Speaking of November brings me to the mid-term elections to be held in the USA on November 8. That will be the time that American citizens are given the chance to speak up on how and by whom they want to be governed. The ballot will be open on all of the seats in the House of Representatives, one-third of the seats in the Senate, and numerous State and local initiatives and elective offices.

While history and conventional wisdom point to a resounding defeat of the party of the incumbent President in his first term in office, there is tension in the air and a strong suggestion that this is going to be anything but a normal routine mid-term election. For three reasons. First, because of the commotion and indignation caused by the recent Supreme Court ruling in the Dobbs case, that reversed the 50-year-old Roe vs Wade ruling that gave US women a constitutional right to have an abortion. Second, because of the tumult in the Republican Party between the Trump fraction and the conventional Republicans. In many of the primaries leading up to the mid-term election Trump loyalists have come out on top but may have great difficulty attracting the vote of conventional Republicans and Independents in the general election. And third, because of actions and declarations of populist Republican office holders, governors and congressmen, on the subject of abortion and immigration that are far outside of the bounds of popular opinion. Each of these expressions of the culture wars raging in the USA are stirring the ire of the public and are likely to drive an extraordinary number of voters to the voting booths on November 8.

Unbiased observers will also point to the quiet but exceptional progress the Biden administration has made in the first two years of its term in office. Without having to resort to ‘nuclear options’ like abolishing the filibuster rule, packing the Supreme Court, or granting Statehood to Washington D.C., Puerto Rico, or the U.S. Territories. Given the wafer-thin margin of control of the House and the Senate, it is remarkable what the Biden Administration has been able to do with respect to infrastructure renovation, gun control legislation, chips manufacturing repatriation, veterans’ healthcare improvement, college debt reduction, and climate control measures. With the economy and the supply chain flow threatened by a rail labor dispute, it has decisively stepped in to avoid a strike. In foreign affairs it has rebuilt trust and cooperation within the Western Alliance, strengthened NATO and lead the free world to assist the Ukrainians in their struggle against the Russian invaders.

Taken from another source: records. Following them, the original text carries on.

use comfy_table::{Attribute, Cell, CellAlignment, Color, Table, modifiers, presets};

use crate::core::{Layout, Record};

pub fn build_records_table(layout: &Layout, records: &[Record]) -> Table {
    let mut table = Table::new();
    table
        .load_preset(presets::UTF8_FULL_CONDENSED)
        .apply_modifier(modifiers::UTF8_ROUND_CORNERS)
        .enforce_styling();
    let mut header = vec!["Date", "Time"];
    header.extend(layout.columns().map(|column| column.output));
    table.set_header(header);
    for record in records {
        let Record::Observation(observation) = record else {
            continue;
        };
        let mut row = vec![
            Cell::new(observation.date()).add_attribute(Attribute::Dim),
            Cell::new(observation.time()),
        ];
        row.extend(layout.columns().map(|column| match observation.value(column.output) {
            Some(value) => Cell::new(value).set_alignment(CellAlignment::Right),
            None => Cell::new("-").set_alignment(CellAlignment::Right).fg(Color::DarkGrey),
        }));
        table.add_row(row);
    }
    table
}
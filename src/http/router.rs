use axum::{Router, http::HeaderValue, routing::get};
use tower_http::{
    cors::{Any, CorsLayer},
    trace::TraceLayer,
};

use crate::http::{handlers, state::AppState};

/// Build the API router, only the dashboard origin is allowed to call it.
pub fn create_router(state: AppState, allowed_origin: HeaderValue) -> Router {
    let cors = CorsLayer::new().allow_origin(allowed_origin).allow_methods(Any).allow_headers(Any);
    Router::new()
        .route("/api/elecDemand", get(handlers::get_demand))
        .route("/api/elecProduction", get(handlers::get_production))
        .layer(TraceLayer::new_for_http())
        .layer(cors)
        .with_state(state)
}
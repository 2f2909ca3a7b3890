// src/utils/json.rs

use axum::{
    body::Bytes,
    extract::{
        FromRequest, Request,
        rejection::{BytesRejection, FailedToBufferBody},
    },
};
use serde::de::DeserializeOwned;
use serde_json::{Map, Value, error::Category};

use crate::error::AppError;

/// Upper bound on accepted request bodies. Enforced by the
/// `DefaultBodyLimit` layer installed in `routes`.
pub const MAX_BODY_BYTES: usize = 256_000;

/// Strict JSON body extractor.
///
/// Unlike `axum::Json` it enforces a single JSON object per body and reports
/// each kind of malformed input with its own message.
#[derive(Debug, Clone, Copy, Default)]
pub struct ReadJson<T>(pub T);

impl<T, S> FromRequest<S> for ReadJson<T>
where
    T: DeserializeOwned,
    S: Send + Sync,
{
    type Rejection = AppError;

    async fn from_request(req: Request, state: &S) -> Result<Self, Self::Rejection> {
        let bytes = Bytes::from_request(req, state)
            .await
            .map_err(|rejection| match rejection {
                BytesRejection::FailedToBufferBody(FailedToBufferBody::LengthLimitError(_)) => {
                    AppError::BadRequest(format!(
                        "the body must not be larger than {} bytes",
                        MAX_BODY_BYTES
                    ))
                }
                other => {
                    tracing::warn!("Failed to read request body: {}", other);
                    AppError::BadRequest("the body could not be read".to_string())
                }
            })?;

        decode_json(&bytes).map(ReadJson).map_err(AppError::BadRequest)
    }
}

/// Decodes exactly one JSON object from `bytes` into `T`, translating
/// failures into client-facing messages.
pub fn decode_json<T: DeserializeOwned>(bytes: &[u8]) -> Result<T, String> {
    if bytes.iter().all(u8::is_ascii_whitespace) {
        return Err("the body must not be empty".to_string());
    }

    let mut de = serde_json::Deserializer::from_slice(bytes);
    let value: Value =
        serde::Deserialize::deserialize(&mut de).map_err(|e| describe_syntax(bytes, &e))?;

    if de.end().is_err() {
        return Err("the body must only contain a single JSON value".to_string());
    }

    // Derived struct deserializers also accept sequences; request bodies
    // are objects only.
    let Value::Object(map) = &value else {
        return Err(format!(
            "the body contains incorrect JSON type (at character {})",
            value_start(bytes)
        ));
    };

    <T as serde::Deserialize>::deserialize(&value).map_err(|e| describe_data::<T>(map, &e))
}

fn describe_syntax(bytes: &[u8], err: &serde_json::Error) -> String {
    match err.classify() {
        Category::Eof => "the body contains badly-formed JSON".to_string(),
        Category::Io => "the body could not be read".to_string(),
        Category::Syntax | Category::Data => format!(
            "the body contains badly-formed JSON (at character {})",
            byte_offset(bytes, err.line(), err.column())
        ),
    }
}

fn describe_data<T: DeserializeOwned>(map: &Map<String, Value>, err: &serde_json::Error) -> String {
    if let Some(field) = unknown_field(&err.to_string()) {
        format!("the body contains unknown key \"{}\"", field)
    } else if let Some(field) = mistyped_field::<T>(map) {
        format!("the body contains incorrect JSON type for field \"{}\"", field)
    } else {
        "the body contains incorrect JSON type".to_string()
    }
}

/// Turns serde_json's one-based line/column (columns count bytes) into a
/// one-based byte offset into the body.
fn byte_offset(bytes: &[u8], line: usize, column: usize) -> usize {
    let line_start: usize = bytes
        .split(|b| *b == b'\n')
        .take(line.saturating_sub(1))
        .map(|l| l.len() + 1)
        .sum();
    line_start + column
}

/// One-based offset of the first non-whitespace byte.
fn value_start(bytes: &[u8]) -> usize {
    bytes
        .iter()
        .position(|b| !b.is_ascii_whitespace())
        .map_or(1, |i| i + 1)
}

/// Pulls the name out of serde's "unknown field `name`, expected ..." message.
fn unknown_field(msg: &str) -> Option<String> {
    let rest = msg.strip_prefix("unknown field `")?;
    rest.split('`').next().map(str::to_string)
}

/// Finds the first top-level key whose value alone fails to decode with a
/// type error. Required fields of `T` that are absent from the probe show up
/// as "missing field" errors and are ignored.
fn mistyped_field<T: DeserializeOwned>(map: &Map<String, Value>) -> Option<String> {
    map.iter().find_map(|(key, value)| {
        let single = Value::Object([(key.clone(), value.clone())].into_iter().collect());
        match <T as serde::Deserialize>::deserialize(&single) {
            Err(e) if e.to_string().starts_with("invalid") => Some(key.clone()),
            _ => None,
        }
    })
}
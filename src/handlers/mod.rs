// src/handlers/mod.rs

pub mod comments;
pub mod fallback;
pub mod health;
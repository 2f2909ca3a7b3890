// src/utils/validator.rs

use std::collections::BTreeMap;

/// Collects field-level validation failures for a single request.
///
/// Only the first message recorded for a given key is kept; later failures
/// for the same key are dropped.
#[derive(Debug, Default, Clone, PartialEq, Eq)]
pub struct Validator {
    errors: BTreeMap<String, String>,
}

impl Validator {
    pub fn new() -> Self {
        Self::default()
    }

    /// True when no failure has been recorded.
    pub fn is_empty(&self) -> bool {
        self.errors.is_empty()
    }

    /// Records `message` under `key` unless the key already has one.
    pub fn add_error(&mut self, key: impl Into<String>, message: impl Into<String>) {
        self.errors
            .entry(key.into())
            .or_insert_with(|| message.into());
    }

    /// Records a failure when `acceptable` is false.
    pub fn check(&mut self, acceptable: bool, key: &str, message: &str) {
        if !acceptable {
            self.add_error(key, message);
        }
    }

    pub fn errors(&self) -> &BTreeMap<String, String> {
        &self.errors
    }

    pub fn into_errors(self) -> BTreeMap<String, String> {
        self.errors
    }
}

/// Exact, case-sensitive membership test.
pub fn permitted_value<T: PartialEq + ?Sized>(value: &T, permitted: &[&T]) -> bool {
    permitted.iter().any(|candidate| *candidate == value)
}
// src/main.rs

use comments_api::config::Config;
use comments_api::routes;
use comments_api::state::AppState;
use sqlx::PgPool;
use sqlx::postgres::PgPoolOptions;
use std::net::SocketAddr;
use std::time::Duration;
use tracing_subscriber::{EnvFilter, fmt, layer::SubscriberExt, util::SubscriberInitExt};

#[tokio::main]
async fn main() -> Result<(), Box<dyn std::error::Error>> {
    // Load configuration from environment (and .env, if present)
    let config = Config::from_env()?;

    let file_appender = tracing_appender::rolling::daily("logs", "app.log");
    let (non_blocking, _guard) = tracing_appender::non_blocking(file_appender);
    let env_filter = EnvFilter::new(&config.rust_log);
    let stdout_layer = fmt::layer().with_writer(std::io::stdout).with_target(false);
    let file_layer = fmt::layer().with_writer(non_blocking).with_ansi(false);

    // Initialize Tracing (Logging)
    tracing_subscriber::registry()
        .with(env_filter)
        .with(stdout_layer)
        .with(file_layer)
        .init();

    let pool = connect_with_retry(&config).await?;
    tracing::info!("Database connection pool established");

    // Run Migrations Automatically
    tracing::info!("Running migrations...");
    sqlx::migrate!("./migrations").run(&pool).await?;
    tracing::info!("Migrations applied successfully.");

    let state = AppState::new(pool, config.clone());
    let app = routes::create_router(state);

    let addr = SocketAddr::from(([0, 0, 0, 0], config.port));
    let listener = tokio::net::TcpListener::bind(addr).await?;
    tracing::info!(
        environment = %config.environment,
        "Starting server on {}",
        addr
    );

    // Connect info feeds the per-IP rate limiter.
    axum::serve(
        listener,
        app.into_make_service_with_connect_info::<SocketAddr>(),
    )
    .await?;

    Ok(())
}

async fn connect_with_retry(config: &Config) -> Result<PgPool, sqlx::Error> {
    let mut retry_count = 0;
    loop {
        match PgPoolOptions::new()
            .max_connections(config.db_max_connections)
            .acquire_timeout(config.db_timeout())
            .connect(&config.database_url)
            .await
        {
            Ok(pool) => return Ok(pool),
            Err(e) => {
                retry_count += 1;
                if retry_count > 5 {
                    tracing::error!("Failed to connect to database after 5 retries: {}", e);
                    return Err(e);
                }
                tracing::warn!("Database not ready, retrying in 2s... (Attempt {})", retry_count);
                tokio::time::sleep(Duration::from_secs(2)).await;
            }
        }
    }
}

From my high perch I can see all the way to China where, starting on October 16, the National Congress of the Chinese Communist Party will decide if it will keep supporting the personal cult of President Xi Jinping and give him an unprecedented third term in office. Although he has carefully and ruthlessly stacked the deck in favor of his ambitions, a tradition of collective rule and cultural aversion to a personality cult rivaling the one of Mao Zedong may put his leadership to a test at a time that it is weakened by the unpopular and ineffective control of the Covid epidemic that started in China, by a weakened economy and by resentment against the technology enhanced surveillance state he has put in place.

My panoramic view reveals a global struggle between progress and regress, between democracy and authoritarianism, and ultimately between peace and war. What has yet to come in focus is how these struggles will be decided, but it is clear that the next two years will, if not decisive, be indicative of the kind of future that awaits us. In America it will be shaped by popular vote in November of this year and in November of 2024. Not all nations are that lucky and it remains to be seen if our luck holds. By rights, sovereignty resides with the people of nations, not with whomever happens to temporarily have assumed secular administrative control.